REQUIRED WORK: Go through the entries below and print, exactly, the lines starting at the one with "self.paginated = false;" and ending at the one with "pub fn order_by(self, key: impl", keeping both ends and no others.

[Dataset records]

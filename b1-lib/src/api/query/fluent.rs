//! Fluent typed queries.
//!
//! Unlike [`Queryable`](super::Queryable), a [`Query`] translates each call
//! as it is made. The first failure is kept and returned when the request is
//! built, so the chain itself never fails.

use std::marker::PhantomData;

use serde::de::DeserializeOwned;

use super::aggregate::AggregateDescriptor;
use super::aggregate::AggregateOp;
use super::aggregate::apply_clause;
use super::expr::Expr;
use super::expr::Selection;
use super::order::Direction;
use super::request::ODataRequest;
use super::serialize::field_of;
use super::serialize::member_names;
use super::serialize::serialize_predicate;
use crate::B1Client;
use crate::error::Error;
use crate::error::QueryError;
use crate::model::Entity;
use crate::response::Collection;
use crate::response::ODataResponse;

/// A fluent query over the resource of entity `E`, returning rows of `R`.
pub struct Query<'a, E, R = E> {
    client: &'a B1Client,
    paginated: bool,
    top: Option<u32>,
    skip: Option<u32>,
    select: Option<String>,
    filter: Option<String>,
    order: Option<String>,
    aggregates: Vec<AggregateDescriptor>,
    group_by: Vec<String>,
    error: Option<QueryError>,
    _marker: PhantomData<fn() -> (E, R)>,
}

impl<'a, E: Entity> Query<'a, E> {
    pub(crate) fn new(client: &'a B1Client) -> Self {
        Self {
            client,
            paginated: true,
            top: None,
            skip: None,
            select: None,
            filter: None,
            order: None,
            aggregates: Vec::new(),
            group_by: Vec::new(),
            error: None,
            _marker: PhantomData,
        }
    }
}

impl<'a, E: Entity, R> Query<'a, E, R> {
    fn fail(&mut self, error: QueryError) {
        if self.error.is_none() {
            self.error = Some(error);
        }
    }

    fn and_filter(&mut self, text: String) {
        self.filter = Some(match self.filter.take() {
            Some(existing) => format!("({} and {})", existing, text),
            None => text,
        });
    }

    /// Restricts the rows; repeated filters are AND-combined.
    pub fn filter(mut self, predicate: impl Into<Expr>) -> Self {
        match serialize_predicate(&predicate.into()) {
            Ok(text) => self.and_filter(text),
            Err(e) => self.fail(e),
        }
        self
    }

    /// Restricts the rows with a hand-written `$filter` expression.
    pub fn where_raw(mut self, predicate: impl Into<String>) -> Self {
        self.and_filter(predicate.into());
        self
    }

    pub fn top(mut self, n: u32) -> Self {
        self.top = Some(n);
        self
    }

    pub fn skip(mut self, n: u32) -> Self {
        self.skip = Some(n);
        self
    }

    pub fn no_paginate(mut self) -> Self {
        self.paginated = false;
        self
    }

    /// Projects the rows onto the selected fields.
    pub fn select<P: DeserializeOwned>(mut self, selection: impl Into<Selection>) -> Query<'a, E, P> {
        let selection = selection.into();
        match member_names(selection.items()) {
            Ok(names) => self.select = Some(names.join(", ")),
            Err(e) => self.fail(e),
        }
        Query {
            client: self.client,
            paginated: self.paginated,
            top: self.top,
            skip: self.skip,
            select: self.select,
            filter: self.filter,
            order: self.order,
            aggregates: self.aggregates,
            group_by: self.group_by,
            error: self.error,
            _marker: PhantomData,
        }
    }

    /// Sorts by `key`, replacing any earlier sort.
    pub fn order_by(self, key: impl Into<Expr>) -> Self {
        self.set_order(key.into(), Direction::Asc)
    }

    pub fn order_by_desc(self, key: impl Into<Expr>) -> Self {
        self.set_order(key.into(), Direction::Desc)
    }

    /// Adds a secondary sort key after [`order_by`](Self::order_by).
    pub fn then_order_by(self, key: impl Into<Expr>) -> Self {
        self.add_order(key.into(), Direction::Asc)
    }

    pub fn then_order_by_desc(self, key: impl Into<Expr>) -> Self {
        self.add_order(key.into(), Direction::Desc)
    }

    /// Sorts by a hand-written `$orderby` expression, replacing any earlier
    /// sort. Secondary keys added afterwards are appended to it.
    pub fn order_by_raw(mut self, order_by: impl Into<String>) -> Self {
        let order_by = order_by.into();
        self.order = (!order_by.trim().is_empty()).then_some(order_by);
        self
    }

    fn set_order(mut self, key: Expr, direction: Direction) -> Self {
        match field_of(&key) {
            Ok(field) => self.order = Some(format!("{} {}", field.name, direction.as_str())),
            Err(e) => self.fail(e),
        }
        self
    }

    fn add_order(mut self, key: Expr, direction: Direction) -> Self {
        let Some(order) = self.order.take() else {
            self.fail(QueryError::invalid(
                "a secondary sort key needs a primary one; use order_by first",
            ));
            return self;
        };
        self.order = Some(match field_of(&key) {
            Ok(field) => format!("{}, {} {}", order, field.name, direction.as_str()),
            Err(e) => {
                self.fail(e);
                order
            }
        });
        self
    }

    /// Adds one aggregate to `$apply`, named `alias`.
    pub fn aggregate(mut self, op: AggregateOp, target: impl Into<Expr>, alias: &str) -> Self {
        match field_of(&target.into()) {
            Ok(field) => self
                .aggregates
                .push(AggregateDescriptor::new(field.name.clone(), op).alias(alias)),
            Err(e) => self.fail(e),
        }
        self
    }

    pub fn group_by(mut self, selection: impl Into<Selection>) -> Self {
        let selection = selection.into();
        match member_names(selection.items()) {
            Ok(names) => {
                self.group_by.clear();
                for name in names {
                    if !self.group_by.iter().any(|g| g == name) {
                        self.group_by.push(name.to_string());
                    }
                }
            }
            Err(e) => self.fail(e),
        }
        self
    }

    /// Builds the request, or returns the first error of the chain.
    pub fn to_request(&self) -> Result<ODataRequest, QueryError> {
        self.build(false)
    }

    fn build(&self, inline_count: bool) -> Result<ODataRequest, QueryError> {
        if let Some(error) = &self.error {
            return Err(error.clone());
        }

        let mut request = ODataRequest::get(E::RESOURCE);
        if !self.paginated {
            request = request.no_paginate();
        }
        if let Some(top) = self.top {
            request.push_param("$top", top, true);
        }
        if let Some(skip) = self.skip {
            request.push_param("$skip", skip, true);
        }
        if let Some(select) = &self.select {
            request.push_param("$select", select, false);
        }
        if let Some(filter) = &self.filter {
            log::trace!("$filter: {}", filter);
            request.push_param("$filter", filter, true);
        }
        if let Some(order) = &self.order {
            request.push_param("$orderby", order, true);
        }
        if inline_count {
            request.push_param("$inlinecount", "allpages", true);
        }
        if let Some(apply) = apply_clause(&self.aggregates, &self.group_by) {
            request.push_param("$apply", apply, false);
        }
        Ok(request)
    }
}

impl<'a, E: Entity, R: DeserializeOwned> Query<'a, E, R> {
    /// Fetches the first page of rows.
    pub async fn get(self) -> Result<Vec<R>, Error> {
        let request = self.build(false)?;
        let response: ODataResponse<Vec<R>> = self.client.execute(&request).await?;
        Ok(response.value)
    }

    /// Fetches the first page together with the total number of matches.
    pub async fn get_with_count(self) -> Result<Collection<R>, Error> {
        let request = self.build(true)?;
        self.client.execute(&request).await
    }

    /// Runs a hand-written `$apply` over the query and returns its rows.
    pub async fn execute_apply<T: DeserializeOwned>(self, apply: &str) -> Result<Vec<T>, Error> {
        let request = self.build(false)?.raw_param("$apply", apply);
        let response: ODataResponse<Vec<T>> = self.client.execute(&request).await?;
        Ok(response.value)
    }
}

SOLUTION BELOW:
        self.paginated = false;
        self
    }

    /// Projects the rows onto the selected fields.
    pub fn select<P: DeserializeOwned>(mut self, selection: impl Into<Selection>) -> Query<'a, E, P> {
        let selection = selection.into();
        match member_names(selection.items()) {
            Ok(names) => self.select = Some(names.join(", ")),
            Err(e) => self.fail(e),
        }
        Query {
            client: self.client,
            paginated: self.paginated,
            top: self.top,
            skip: self.skip,
            select: self.select,
            filter: self.filter,
            order: self.order,
            aggregates: self.aggregates,
            group_by: self.group_by,
            error: self.error,
            _marker: PhantomData,
        }
    }

    /// Sorts by `key`, replacing any earlier sort.
    pub fn order_by(self, key: impl Into<Expr>) -> Self {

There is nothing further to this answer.